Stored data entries
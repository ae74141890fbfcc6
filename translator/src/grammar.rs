/// The kind of operand an instruction expects in a given position.
#[derive(Debug, Clone, Copy, PartialEq, Eq, Hash)]
pub enum OperandKind {
    /// A frame-qualified variable, e.g. `GF@counter`.
    Variable,
    /// A variable or a typed constant, e.g. `LF@x` or `int@42`.
    Symbol,
    Label,
    /// One of `int`, `string`, `bool`, `nil`.
    TypeKeyword,
}

/// Which statistics counter, besides lines of code, an instruction bumps.
#[derive(Debug, Clone, Copy, PartialEq, Eq, Hash)]
pub enum Effect {
    None,
    Label,
    Jump,
}

#[derive(Debug, Clone, Copy, PartialEq, Eq)]
pub struct GrammarEntry {
    /// Lower-case.
    pub opcode: &'static str,
    pub operands: &'static [OperandKind],
    pub effect: Effect,
}

impl GrammarEntry {
    pub fn arity(&self) -> usize {
        self.operands.len()
    }
}

use OperandKind::*;

const fn entry(opcode: &'static str, operands: &'static [OperandKind]) -> GrammarEntry {
    GrammarEntry { opcode, operands, effect: Effect::None }
}

const fn with_effect(opcode: &'static str, operands: &'static [OperandKind], effect: Effect) -> GrammarEntry {
    GrammarEntry { opcode, operands, effect }
}

pub const GRAMMAR: [GrammarEntry; 35] = [
    // Frames, function calls
    entry("move",        &[Variable, Symbol]),
    entry("createframe", &[]),
    entry("pushframe",   &[]),
    entry("popframe",    &[]),
    entry("defvar",      &[Variable]),
    entry("call",        &[Label]),
    entry("return",      &[]),

    // Data stack
    entry("pushs", &[Symbol]),
    entry("pops",  &[Variable]),

    // Arithmetic, relational, boolean and conversion
    entry("add",      &[Variable, Symbol, Symbol]),
    entry("sub",      &[Variable, Symbol, Symbol]),
    entry("mul",      &[Variable, Symbol, Symbol]),
    entry("idiv",     &[Variable, Symbol, Symbol]),
    entry("lt",       &[Variable, Symbol, Symbol]),
    entry("gt",       &[Variable, Symbol, Symbol]),
    entry("eq",       &[Variable, Symbol, Symbol]),
    entry("and",      &[Variable, Symbol, Symbol]),
    entry("or",       &[Variable, Symbol, Symbol]),
    entry("not",      &[Variable, Symbol]),
    entry("int2char", &[Variable, Symbol]),
    entry("stri2int", &[Variable, Symbol, Symbol]),

    // Input/output
    entry("read",  &[Variable, TypeKeyword]),
    entry("write", &[Symbol]),

    // Strings
    entry("concat",  &[Variable, Symbol, Symbol]),
    entry("strlen",  &[Variable, Symbol]),
    entry("getchar", &[Variable, Symbol, Symbol]),
    entry("setchar", &[Variable, Symbol, Symbol]),

    // Types
    entry("type", &[Variable, Symbol]),

    // Control flow
    with_effect("label",     &[Label],                 Effect::Label),
    with_effect("jump",      &[Label],                 Effect::Jump),
    with_effect("jumpifeq",  &[Label, Symbol, Symbol], Effect::Jump),
    with_effect("jumpifneq", &[Label, Symbol, Symbol], Effect::Jump),
    entry("exit", &[Symbol]),

    // Debugging
    entry("dprint", &[Symbol]),
    entry("break",  &[]),
];

/// Finds the grammar entry for an opcode, ignoring case.
pub fn lookup(opcode: &str) -> Option<&'static GrammarEntry> {
    let opcode = opcode.to_lowercase();
    GRAMMAR.iter().find(|entry| entry.opcode == opcode)
}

* **WORK TASK**: Answer with a single number, the count of lines above that contain "Label".

* **EXPECTED ANSWER**: 7